> _Stored data_:

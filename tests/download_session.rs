//! End-to-end tests for download sessions against a mock HLS origin.

use std::path::Path;
use std::sync::Arc;

use hls_fetcher::app::{
    find_missing_segments, Coordinator, CoordinatorConfig, HlsClient, LineClassifier, ManifestConfig,
    RetryPolicy, SegmentStatus,
};
use hls_fetcher::errors::{AppError, ManifestError};
use tempfile::TempDir;
use tokio::sync::mpsc;
use url::Url;
use wiremock::matchers::{method, path, query_param};
use wiremock::{Mock, MockServer, ResponseTemplate};

/// Coordinator with immediate retries so failing tests stay fast
fn coordinator(workers: usize, attempts: u32) -> Coordinator {
    let client = Arc::new(HlsClient::new().expect("client"));
    let config = CoordinatorConfig::default()
        .with_worker_count(workers)
        .with_retry_policy(RetryPolicy::flat(attempts));
    Coordinator::new(config, client).expect("coordinator")
}

async fn mount_body(server: &MockServer, route: &str, body: &str) {
    Mock::given(method("GET"))
        .and(path(route))
        .respond_with(ResponseTemplate::new(200).set_body_string(body))
        .mount(server)
        .await;
}

fn url(server: &MockServer, route: &str) -> Url {
    Url::parse(&format!("{}{}", server.uri(), route)).unwrap()
}

async fn read(dir: &Path, name: &str) -> String {
    tokio::fs::read_to_string(dir.join(name))
        .await
        .unwrap_or_else(|e| panic!("{} should exist: {}", name, e))
}

#[tokio::test]
async fn test_nested_manifest_tree_downloads_in_playback_order() {
    let server = MockServer::start().await;
    let temp_dir = TempDir::new().expect("failed to create temp dir");

    Mock::given(method("GET"))
        .and(path("/live/root.m3u8"))
        .respond_with(ResponseTemplate::new(200).set_body_string(
            "#EXTM3U\n#EXT-X-TARGETDURATION:10\n#EXTINF:10,\nseg1.ts?token=A\n#EXTINF:10,\nseg2.ts?token=B\nchild.m3u8?token=C\n",
        ))
        .expect(1)
        .mount(&server)
        .await;
    Mock::given(method("GET"))
        .and(path("/live/child.m3u8"))
        .and(query_param("token", "C"))
        .respond_with(
            ResponseTemplate::new(200)
                .set_body_string("#EXTM3U\n#EXTINF:10,\nseg3.ts?token=D\n#EXT-X-ENDLIST\n"),
        )
        .expect(1)
        .mount(&server)
        .await;
    for (name, token) in [("seg1", "A"), ("seg2", "B"), ("seg3", "D")] {
        Mock::given(method("GET"))
            .and(path(format!("/live/{}.ts", name)))
            .and(query_param("token", token))
            .respond_with(ResponseTemplate::new(200).set_body_string(format!("{} bytes", name)))
            .expect(1)
            .mount(&server)
            .await;
    }

    let result = coordinator(2, 3)
        .download(&url(&server, "/live/root.m3u8?token=R"), temp_dir.path())
        .await
        .expect("session should run");

    assert!(result.is_complete(), "failures: {:?}", result.failures().collect::<Vec<_>>());
    let order: Vec<_> = result.outcomes.iter().map(|o| o.file_name.as_str()).collect();
    assert_eq!(order, vec!["seg1.ts", "seg2.ts", "seg3.ts"]);
    assert_eq!(result.succeeded, 3);

    assert_eq!(read(temp_dir.path(), "seg1.ts").await, "seg1 bytes");
    assert_eq!(read(temp_dir.path(), "seg3.ts").await, "seg3 bytes");

    let root = read(temp_dir.path(), "root.m3u8").await;
    assert!(root.contains("\nseg1.ts\n"));
    assert!(root.contains("\nchild.m3u8\n"));
    assert!(!root.contains('?'), "stored root still has queries: {}", root);

    let child = read(temp_dir.path(), "child.m3u8").await;
    assert!(child.contains("\nseg3.ts\n"));
    assert!(child.contains("#EXT-X-ENDLIST"));

    let mut entries = tokio::fs::read_dir(temp_dir.path()).await.unwrap();
    while let Some(entry) = entries.next_entry().await.unwrap() {
        let name = entry.file_name().to_string_lossy().into_owned();
        assert!(!name.ends_with(".tmp"), "leftover temp file {}", name);
    }
}

#[tokio::test]
async fn test_nested_segments_resolve_against_their_own_manifest() {
    let server = MockServer::start().await;
    let temp_dir = TempDir::new().expect("failed to create temp dir");

    mount_body(&server, "/master.m3u8", "#EXTM3U\nvariants/hi/index.m3u8\n").await;
    mount_body(&server, "/variants/hi/index.m3u8", "#EXTM3U\nchunk0.ts\nchunk1.ts\n").await;
    mount_body(&server, "/variants/hi/chunk0.ts", "0").await;
    mount_body(&server, "/variants/hi/chunk1.ts", "1").await;

    let result = coordinator(4, 1)
        .download(&url(&server, "/master.m3u8"), temp_dir.path())
        .await
        .unwrap();

    assert!(result.is_complete());
    assert_eq!(
        result.outcomes[0].url.path(),
        "/variants/hi/chunk0.ts",
        "segment must be resolved relative to the nested manifest"
    );
    assert_eq!(read(temp_dir.path(), "index.m3u8").await, "#EXTM3U\nchunk0.ts\nchunk1.ts\n");
    assert_eq!(read(temp_dir.path(), "master.m3u8").await, "#EXTM3U\nindex.m3u8\n");
}

#[tokio::test]
async fn test_cyclic_manifests_abort_before_segments() {
    let server = MockServer::start().await;
    let temp_dir = TempDir::new().expect("failed to create temp dir");

    mount_body(&server, "/a.m3u8", "#EXTM3U\nseg1.ts\nb.m3u8\n").await;
    mount_body(&server, "/b.m3u8", "#EXTM3U\na.m3u8\n").await;
    Mock::given(method("GET"))
        .and(path("/seg1.ts"))
        .respond_with(ResponseTemplate::new(200))
        .expect(0)
        .mount(&server)
        .await;

    let result = coordinator(2, 3)
        .download(&url(&server, "/a.m3u8"), temp_dir.path())
        .await;

    match result {
        Err(AppError::Manifest(ManifestError::Cyclic { url })) => assert!(url.ends_with("a.m3u8")),
        other => panic!("Expected Cyclic error, got {:?}", other),
    }
}

#[tokio::test]
async fn test_unavailable_nested_manifest_is_fatal() {
    let server = MockServer::start().await;
    let temp_dir = TempDir::new().expect("failed to create temp dir");

    mount_body(&server, "/root.m3u8", "#EXTM3U\nseg1.ts\nmissing.m3u8\n").await;
    Mock::given(method("GET"))
        .and(path("/missing.m3u8"))
        .respond_with(ResponseTemplate::new(404))
        .mount(&server)
        .await;
    Mock::given(method("GET"))
        .and(path("/seg1.ts"))
        .respond_with(ResponseTemplate::new(200))
        .expect(0)
        .mount(&server)
        .await;

    let result = coordinator(2, 3)
        .download(&url(&server, "/root.m3u8"), temp_dir.path())
        .await;

    match result {
        Err(AppError::Manifest(ManifestError::Unavailable { url, .. })) => {
            assert!(url.ends_with("missing.m3u8"))
        }
        other => panic!("Expected Unavailable error, got {:?}", other),
    }
    assert!(!temp_dir.path().join("seg1.ts").exists());
}

#[tokio::test]
async fn test_failed_segment_does_not_halt_batch() {
    let server = MockServer::start().await;
    let temp_dir = TempDir::new().expect("failed to create temp dir");

    mount_body(&server, "/root.m3u8", "#EXTM3U\nseg1.ts\nseg2.ts\nseg3.ts\n").await;
    mount_body(&server, "/seg1.ts", "one").await;
    mount_body(&server, "/seg3.ts", "three").await;
    Mock::given(method("GET"))
        .and(path("/seg2.ts"))
        .respond_with(ResponseTemplate::new(500))
        .expect(2)
        .mount(&server)
        .await;

    let result = coordinator(3, 2)
        .download(&url(&server, "/root.m3u8"), temp_dir.path())
        .await
        .expect("segment failures are not session errors");

    assert!(!result.is_complete());
    assert_eq!(result.succeeded, 2);
    assert_eq!(result.failed, 1);
    let failed: Vec<_> = result.failures().map(|o| o.file_name.as_str()).collect();
    assert_eq!(failed, vec!["seg2.ts"]);
    assert!(matches!(result.outcomes[1].status, SegmentStatus::Failed { .. }));
    assert!(temp_dir.path().join("seg3.ts").exists());
    assert!(!temp_dir.path().join("seg2.ts").exists());
}

#[tokio::test]
async fn test_duplicate_segments_fetched_once() {
    let server = MockServer::start().await;
    let temp_dir = TempDir::new().expect("failed to create temp dir");

    mount_body(
        &server,
        "/root.m3u8",
        "#EXTM3U\nseg1.ts?token=a\nseg2.ts\nseg1.ts?token=b\n",
    )
    .await;
    Mock::given(method("GET"))
        .and(path("/seg1.ts"))
        .respond_with(ResponseTemplate::new(200).set_body_string("one"))
        .expect(1)
        .mount(&server)
        .await;
    mount_body(&server, "/seg2.ts", "two").await;

    let result = coordinator(2, 1)
        .download(&url(&server, "/root.m3u8"), temp_dir.path())
        .await
        .unwrap();

    assert_eq!(result.segments.len(), 3);
    assert_eq!(result.outcomes.len(), 2);
    assert!(result.is_complete());
}

#[tokio::test]
async fn test_name_collision_rejected_before_fetch() {
    let server = MockServer::start().await;
    let temp_dir = TempDir::new().expect("failed to create temp dir");

    mount_body(&server, "/root.m3u8", "#EXTM3U\nlow/seg1.ts\nhigh/seg1.ts\n").await;
    Mock::given(method("GET"))
        .and(path("/low/seg1.ts"))
        .respond_with(ResponseTemplate::new(200))
        .expect(0)
        .mount(&server)
        .await;

    let result = coordinator(2, 1)
        .download(&url(&server, "/root.m3u8"), temp_dir.path())
        .await;

    match result {
        Err(AppError::Manifest(ManifestError::NameCollision { file_name, .. })) => {
            assert_eq!(file_name, "seg1.ts")
        }
        other => panic!("Expected NameCollision, got {:?}", other),
    }
}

> _Problem statement_:
Find out how many lines in the data above hold the word "other". Write only the number.

> _Response to the task_:
3